You can read last week’s essay
My friend, the writer Cari Lynn, could be a stand-in for a lot of people in LA who might still have their homes, but who have spent the last three weeks careening in a mental state somewhere along the spectrum between anxious and terrified. Cari has evacuated twice and has followed commonsense guidelines to have a bag packed, the car gassed up and — facing out toward the street. [Because — think about it — if you are trying to leave your driveway and enter a street packed with other people evacuating, it is much easier to nose your way into traffic than back into traffic.]
Cari and I happened to be on the phone with each other as she was driving home from one multi-day evacuation and reentering her house. As she walked into her home, she seemed surprised that everything was … still there.
When you’re living day after day in a heightened state, it’s hard to imagine normalcy.
For many people, the act of packing, fleeing, and living in a world marked by loss — or the fear of it — brings forth the generational trauma of diaspora.
For Cari — these anxious days of window-rattling winds, smoke-filled skies, and the desire (or need) to leave reminds her of what previous generations of her family faced when forced to leave their homes in Eastern Europe.
She has written the essay below, and has given me permission to publish it.
The Things They Carried — or Didn’t
by Cari Lynn
When my great-aunt Shirley, in her late 90s, was going through her belongings, I didn’t ask about any jewelry or valuables but instead fixated on a broken metal strainer.
The strainer, Aunt Shirley told me, had been carried by my paternal great-grandmother, just a teenager then, as the family fled the pogroms, driven from their Eastern Europe shtetl by torch-wielding mobs. With little money and only what they could carry, they made their way to Milwaukee to build a new life.
Bent and dinged, the handle broken, the little strainer wasn’t worth anything. It’s wasn’t even useful as a strainer. But I took it back with me to Los Angeles, where I had built a new life. I placed it on a shelf, among more standard display items of family photos in pretty frames and travel souvenirs. But, to me, the strainer held its own. It told the story of my family, the story of perseverance, the story of people who left everything and headed across the ocean to the unknown, attempting normalcy as they strained their daily coffee or tea. It’s what they carried.

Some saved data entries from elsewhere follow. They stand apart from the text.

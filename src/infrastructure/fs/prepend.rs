//! Markdown 章节文件前插内容

use std::fs;
use std::io;
use std::path::Path;

const FRONT_MATTER_OPEN: &str = "---\n";
const FRONT_MATTER_CLOSE: &str = "\n---\n";

/// 插入位置选项
#[derive(Debug, Clone, Copy, PartialEq, Eq)]
pub struct PrependOptions {
    /// 文件以 YAML Front Matter 开头时，插入到其之前
    pub before_yfm: bool,
    /// 文件以标题开头时，插入到标题之前
    pub before_heading: bool,
}

impl Default for PrependOptions {
    fn default() -> Self {
        Self {
            before_yfm: false,
            before_heading: true,
        }
    }
}

/// 在 `source` 开头插入 `content`
///
/// 跳过 Front Matter 或首行标题时，会在内容前补一个换行，避免与前文粘连。
pub fn prepend_source(source: &str, content: &str, options: PrependOptions) -> String {
    let mut start = 0;
    let mut content = content.to_string();

    if !options.before_yfm && source.starts_with(FRONT_MATTER_OPEN) {
        start = source[1..]
            .find(FRONT_MATTER_CLOSE)
            .map_or(0, |end| end + 1 + FRONT_MATTER_CLOSE.len());
        content.insert(0, '\n');
    }

    if !options.before_heading && source.starts_with('#') {
        start = source[1..]
            .find('\n')
            .map_or(source.len(), |newline| newline + 2);
        content.insert(0, '\n');
    }

    let mut result = String::with_capacity(source.len() + content.len());
    result.push_str(&source[..start]);
    result.push_str(&content);
    result.push_str(&source[start..]);
    result
}

/// 在文件开头插入内容（UTF-8 读写）
pub fn prepend_file(
    path: impl AsRef<Path>,
    content: &str,
    options: PrependOptions,
) -> io::Result<()> {
    let path = path.as_ref();
    let source = fs::read_to_string(path)?;
    let processed = prepend_source(&source, content, options);
    fs::write(path, processed)?;

    tracing::debug!(
        "Prepended {} bytes to {}",
        content.len(),
        path.display()
    );

    Ok(())
}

“Just have a go-bag packed,” my L.A.-native friends casually advised a week ago, when the Santa Anas were forecast to be coming through with particular strength. I threw some socks and underwear into a suitcase. But this wasn’t packing for a trip. I stared at the suitcase, frozen by the thought: What to take if everything could be lost? What would I carry?
When I was nine years old, our home was burglarized. My parents were recent grad students—and my mom in particular shunned consumerism—so the burglars hit no jackpot. I can still envision my jewelry box with a little ballerina that twirled to musical chimes when you opened the lid.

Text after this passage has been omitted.